State only the count of lines in the listing below that hold "final".
--------------------------------------------------
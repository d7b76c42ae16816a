//! Staff-to-task assignment with three metaheuristics.
//!
//! Assigns every task to one employee while penalizing overload, missing
//! skills, insufficient competency, late finishes and unassigned tasks.
//! Three independent stochastic engines search the same representation
//! and share one fitness model, so their results are comparable:
//!
//! - **Genetic Algorithm (GA)**: elitism, roulette wheel selection,
//!   single-point crossover and pairwise swap mutation.
//! - **Ant Colony Optimization (ACO)**: pheromone-guided construction
//!   with evaporation and fitness-relative deposit.
//! - **Particle Swarm Optimization (PSO)**: continuous velocity updates
//!   rounded and clamped onto valid employee references.
//!
//! # Architecture
//!
//! [`model::Problem`] is built once and only borrowed. [`solution::Solution`]
//! holds one 1-based employee reference per task (`0` = unassigned) plus
//! derived scores written by [`fitness::Evaluator`]. Each engine owns its
//! population and a single seeded RNG for the whole run.
//!
//! # Example
//!
//! ```
//! use u_staffing::ga::{GaConfig, GaRunner};
//! use u_staffing::model::{Employee, Problem, Task};
//!
//! let problem = Problem::new(
//!     vec![
//!         Task::new("design", 3.0, 2.0, 6.0, "ux"),
//!         Task::new("api", 4.0, 3.0, 8.0, "backend"),
//!     ],
//!     vec![
//!         Employee::new("ana", 6.0, 3.0, ["ux"]),
//!         Employee::new("bo", 8.0, 3.0, ["backend"]),
//!     ],
//! )?;
//!
//! let result = GaRunner::run(&problem, &GaConfig::default().with_seed(7))?;
//! assert_eq!(result.best.genes, vec![1, 2]);
//! assert_eq!(result.best_cost, 0.0);
//! # Ok::<(), u_staffing::Error>(())
//! ```

pub mod aco;
pub mod compare;
pub mod error;
pub mod fitness;
pub mod ga;
pub mod model;
pub mod pso;
pub mod random;
pub mod solution;
pub mod trace;

pub use error::{Error, Result};
//! Genetic Algorithm engine.
//!
//! Evolves a population of assignment vectors. Each generation keeps the
//! top `elitism` individuals, then fills the rest with offspring produced
//! by roulette wheel selection, single-point crossover and pairwise swap
//! mutation.
//!
//! # Key Types
//!
//! - [`GaConfig`]: Algorithm parameters (population size, rates, elitism)
//! - [`GaRunner`]: Executes the evolutionary loop
//! - [`GaResult`]: Best individual of the final population plus trace
//!
//! # Submodules
//!
//! - [`operators`]: Single-point crossover and pairwise swap mutation
//!
//! # References
//!
//! - Holland (1975), *Adaptation in Natural and Artificial Systems*
//! - Goldberg (1989), *Genetic Algorithms in Search, Optimization, and Machine Learning*

mod config;
pub mod operators;
mod runner;
mod selection;

pub use config::GaConfig;
pub use runner::{GaResult, GaRunner};
pub use selection::roulette;
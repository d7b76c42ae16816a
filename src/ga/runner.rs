//! GA evolutionary loop execution.
//!
//! [`GaRunner`] orchestrates the complete evolutionary process:
//! initialization → evaluation → elitism → selection → crossover →
//! mutation → replacement → evaluation → repeat.

use rand::Rng;
use tracing::{debug, info};

use super::config::GaConfig;
use super::operators::{pairwise_swap_mutation, single_point_crossover};
use super::selection::roulette;
use crate::error::Result;
use crate::fitness::accumulate;
use crate::model::Problem;
use crate::random::rng_from_seed;
use crate::solution::{best_index, Solution};
use crate::trace::{IterationRecord, Recorder};

/// Result of a GA optimization run.
#[derive(Debug, Clone)]
pub struct GaResult {
    /// The highest-fitness individual of the final population.
    pub best: Solution,

    /// Cost of `best`.
    pub best_cost: f64,

    /// Number of generations executed.
    pub generations: usize,

    /// Generation 0 (initial population) followed by one record per
    /// generation. Empty when tracing is disabled.
    pub trace: Vec<IterationRecord>,
}

/// Executes the GA evolutionary loop.
///
/// # Usage
///
/// ```
/// use u_staffing::ga::{GaConfig, GaRunner};
/// use u_staffing::model::{Employee, Problem, Task};
///
/// let problem = Problem::new(
///     vec![Task::new("t1", 2.0, 1.0, 5.0, "A"), Task::new("t2", 1.0, 1.0, 5.0, "A")],
///     vec![Employee::new("e1", 8.0, 2.0, ["A"])],
/// )
/// .unwrap();
/// let config = GaConfig::default().with_max_generations(20).with_seed(42);
/// let result = GaRunner::run(&problem, &config).unwrap();
/// assert_eq!(result.best.genes, vec![1, 1]);
/// ```
pub struct GaRunner;

impl GaRunner {
    /// Runs the GA optimization.
    ///
    /// Returns an error if the configuration is invalid; a valid run always
    /// executes `max_generations` generations.
    pub fn run(problem: &Problem, config: &GaConfig) -> Result<GaResult> {
        config.validate()?;

        let evaluator = &config.evaluator;
        let size = config.population_size;
        let mut rng = rng_from_seed(config.seed);
        let mut recorder = Recorder::new(config.record_trace, config.max_generations + 1);

        info!(
            population = size,
            generations = config.max_generations,
            crossover_rate = config.crossover_rate,
            mutation_rate = config.mutation_rate,
            elitism = config.elitism,
            "starting genetic algorithm"
        );

        // 1. Initialize population
        let mut population: Vec<Solution> = (0..size)
            .map(|_| Solution::random(problem.num_tasks(), problem.num_employees(), &mut rng))
            .collect();

        // 2. Evaluate initial population
        evaluator.evaluate(problem, &mut population);
        let (cost, violations) = summarize(&population);
        recorder.push(0, cost, 0.0, violations);

        // 3. Evolutionary loop
        for gen in 1..=config.max_generations {
            // Sort by fitness (descending = best first) and re-spin the wheel
            // so cumulative probabilities follow the sorted order.
            population.sort_by(|a, b| b.fitness.total_cmp(&a.fitness));
            accumulate(&mut population);

            // Elite preservation
            let mut next_gen: Vec<Solution> = population[..config.elitism].to_vec();

            // Generate offspring in pairs
            while next_gen.len() < size {
                let p1 = &population[roulette(&population, &mut rng)];
                let p2 = &population[roulette(&population, &mut rng)];

                let (mut c1, mut c2) = if rng.random::<f64>() < config.crossover_rate {
                    single_point_crossover(&p1.genes, &p2.genes, &mut rng)
                } else {
                    (p1.genes.clone(), p2.genes.clone())
                };

                pairwise_swap_mutation(&mut c1, config.mutation_rate, &mut rng);
                pairwise_swap_mutation(&mut c2, config.mutation_rate, &mut rng);

                next_gen.push(Solution::new(c1));
                next_gen.push(Solution::new(c2));
            }

            // Odd sizes overshoot by one child.
            next_gen.truncate(size);
            population = next_gen;

            evaluator.evaluate(problem, &mut population);

            let (cost, violations) = summarize(&population);
            recorder.record(gen, cost, violations);
            debug!(generation = gen, best_cost = cost, violations, "generation complete");
        }

        let best = population.swap_remove(best_index(&population).unwrap_or(0));
        info!(best_cost = best.cost, genes = ?best.genes, "genetic algorithm finished");

        Ok(GaResult {
            best_cost: best.cost,
            best,
            generations: config.max_generations,
            trace: recorder.finish(),
        })
    }
}

/// Cost of the best individual and summed violations of the population.
fn summarize(population: &[Solution]) -> (f64, f64) {
    let cost = best_index(population)
        .map(|i| population[i].cost)
        .unwrap_or(f64::INFINITY);
    let violations = population.iter().map(Solution::total_violations).sum();
    (cost, violations)
}

// ============================================================================
// Tests
// ============================================================================
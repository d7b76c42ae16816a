//! Per-iteration progress records.
//!
//! Engines append one [`IterationRecord`] per iteration when tracing is
//! enabled. Elapsed time is advisory only and never influences the search.

use std::time::Instant;

/// Snapshot of an engine after one iteration.
#[derive(Debug, Clone, Copy, PartialEq)]
#[cfg_attr(feature = "serde", derive(serde::Serialize, serde::Deserialize))]
pub struct IterationRecord {
    /// Iteration (generation) number; the GA's initial population is 0.
    pub iteration: usize,
    /// Best cost the engine reports for this iteration.
    pub best_cost: f64,
    /// Seconds since the run started.
    pub elapsed_secs: f64,
    /// Summed violations over the whole population, colony or swarm.
    pub total_violations: f64,
}

/// Collects iteration records for one run.
#[derive(Debug)]
pub(crate) struct Recorder {
    start: Instant,
    enabled: bool,
    records: Vec<IterationRecord>,
}

impl Recorder {
    pub(crate) fn new(enabled: bool, capacity: usize) -> Self {
        Self {
            start: Instant::now(),
            enabled,
            records: if enabled {
                Vec::with_capacity(capacity)
            } else {
                Vec::new()
            },
        }
    }

    pub(crate) fn elapsed_secs(&self) -> f64 {
        self.start.elapsed().as_secs_f64()
    }

    pub(crate) fn record(&mut self, iteration: usize, best_cost: f64, total_violations: f64) {
        self.push(iteration, best_cost, self.elapsed_secs(), total_violations);
    }

    pub(crate) fn push(
        &mut self,
        iteration: usize,
        best_cost: f64,
        elapsed_secs: f64,
        total_violations: f64,
    ) {
        if self.enabled {
            self.records.push(IterationRecord {
                iteration,
                best_cost,
                elapsed_secs,
                total_violations,
            });
        }
    }

    pub(crate) fn finish(self) -> Vec<IterationRecord> {
        self.records
    }
}
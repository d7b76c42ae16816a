//! Side-by-side runs of all three engines on one problem.
//!
//! The engines share the penalty model, so their costs are directly
//! comparable.

use tracing::info;

use crate::aco::{AcoConfig, AcoRunner};
use crate::error::Result;
use crate::ga::{GaConfig, GaRunner};
use crate::model::Problem;
use crate::pso::{PsoConfig, PsoRunner};
use crate::trace::IterationRecord;

/// Which engine produced an [`EngineSummary`].
#[derive(Debug, Clone, Copy, PartialEq, Eq, Hash)]
#[cfg_attr(feature = "serde", derive(serde::Serialize, serde::Deserialize))]
pub enum Engine {
    /// Genetic Algorithm.
    Genetic,
    /// Ant Colony Optimization.
    AntColony,
    /// Particle Swarm Optimization.
    ParticleSwarm,
}

impl std::fmt::Display for Engine {
    fn fmt(&self, f: &mut std::fmt::Formatter<'_>) -> std::fmt::Result {
        f.write_str(match self {
            Engine::Genetic => "GA",
            Engine::AntColony => "ACO",
            Engine::ParticleSwarm => "PSO",
        })
    }
}

/// Outcome of one engine run.
#[derive(Debug, Clone)]
#[cfg_attr(feature = "serde", derive(serde::Serialize, serde::Deserialize))]
pub struct EngineSummary {
    /// The engine.
    pub engine: Engine,
    /// Best assignment found.
    pub best_genes: Vec<usize>,
    /// Its cost.
    pub best_cost: f64,
    /// The engine's iteration trace.
    pub trace: Vec<IterationRecord>,
}

/// Results of running every engine.
#[derive(Debug, Clone)]
#[cfg_attr(feature = "serde", derive(serde::Serialize, serde::Deserialize))]
pub struct Comparison {
    /// One summary per engine, in GA, ACO, PSO order.
    pub summaries: Vec<EngineSummary>,
}

impl Comparison {
    /// Summary with the lowest cost; GA wins ties, then ACO.
    pub fn winner(&self) -> Option<&EngineSummary> {
        self.summaries.iter().fold(None, |best, s| match best {
            Some(b) if b.best_cost <= s.best_cost => Some(b),
            _ => Some(s),
        })
    }

    /// Summary of one engine.
    pub fn get(&self, engine: Engine) -> Option<&EngineSummary> {
        self.summaries.iter().find(|s| s.engine == engine)
    }
}

/// Runs GA, ACO and PSO in sequence on `problem`.
///
/// All three configurations are validated before any engine starts.
pub fn compare(
    problem: &Problem,
    ga: &GaConfig,
    aco: &AcoConfig,
    pso: &PsoConfig,
) -> Result<Comparison> {
    ga.validate()?;
    aco.validate()?;
    pso.validate()?;

    let ga = GaRunner::run(problem, ga)?;
    let aco = AcoRunner::run(problem, aco)?;
    let pso = PsoRunner::run(problem, pso)?;

    let summaries = vec![
        EngineSummary {
            engine: Engine::Genetic,
            best_genes: ga.best.genes,
            best_cost: ga.best_cost,
            trace: ga.trace,
        },
        EngineSummary {
            engine: Engine::AntColony,
            best_genes: aco.best_genes,
            best_cost: aco.best_cost,
            trace: aco.trace,
        },
        EngineSummary {
            engine: Engine::ParticleSwarm,
            best_genes: pso.best_genes,
            best_cost: pso.best_cost,
            trace: pso.trace,
        },
    ];

    for s in &summaries {
        info!(engine = %s.engine, best_cost = s.best_cost, genes = ?s.best_genes, "engine result");
    }

    Ok(Comparison { summaries })
}
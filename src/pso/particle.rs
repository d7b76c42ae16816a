//! Swarm particles and the discrete position update.

use rand::Rng;

use crate::fitness::Evaluator;
use crate::model::Problem;
use crate::solution::Solution;

/// One member of the swarm.
///
/// Positions are assignment vectors (gene values in `[1, num_employees]`);
/// velocities are continuous, one entry per task.
#[derive(Debug, Clone, PartialEq)]
#[cfg_attr(feature = "serde", derive(serde::Serialize, serde::Deserialize))]
pub struct Particle {
    /// Current position.
    pub position: Vec<usize>,
    /// Current velocity.
    pub velocity: Vec<f64>,
    /// Best position this particle has visited.
    pub best_position: Vec<usize>,
    /// Fitness at `best_position`.
    pub best_fitness: f64,
    /// Cost at `best_position`.
    pub cost: f64,
    /// Violations at the current position.
    pub violations: f64,
}

impl Particle {
    /// Creates a particle at a uniformly random position with zero
    /// velocity and evaluates it.
    pub fn random<R: Rng>(problem: &Problem, evaluator: &Evaluator, rng: &mut R) -> Self {
        let mut candidate = Solution::random(problem.num_tasks(), problem.num_employees(), rng);
        evaluator.evaluate_one(problem, &mut candidate);

        Self {
            velocity: vec![0.0; candidate.len()],
            best_position: candidate.genes.clone(),
            best_fitness: candidate.fitness,
            cost: candidate.cost,
            violations: candidate.total_violations(),
            position: candidate.genes,
        }
    }

    /// Advances velocity and position one step.
    ///
    /// Per dimension, with fresh `r1, r2 ∈ [0, 1)`:
    /// `v = w·v + c1·r1·(pbest − x) + c2·r2·(gbest − x)` and
    /// `x = clamp(round(x + v), 1, num_employees)`, rounding half to even.
    pub fn step<R: Rng>(
        &mut self,
        global_best: &[usize],
        coefficients: (f64, f64, f64),
        num_employees: usize,
        rng: &mut R,
    ) {
        let (w, c1, c2) = coefficients;
        for i in 0..self.position.len() {
            let r1: f64 = rng.random();
            let r2: f64 = rng.random();
            let x = self.position[i] as f64;

            self.velocity[i] = w * self.velocity[i]
                + c1 * r1 * (self.best_position[i] as f64 - x)
                + c2 * r2 * (global_best[i] as f64 - x);

            self.position[i] = discretize(x + self.velocity[i], num_employees);
        }
    }
}

/// Rounds a continuous coordinate to a valid employee reference.
pub(crate) fn discretize(x: f64, num_employees: usize) -> usize {
    let upper = num_employees as f64;
    if x.is_nan() {
        return 1;
    }
    x.round_ties_even().clamp(1.0, upper) as usize
}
--------------------------------------------------
_Response box_
2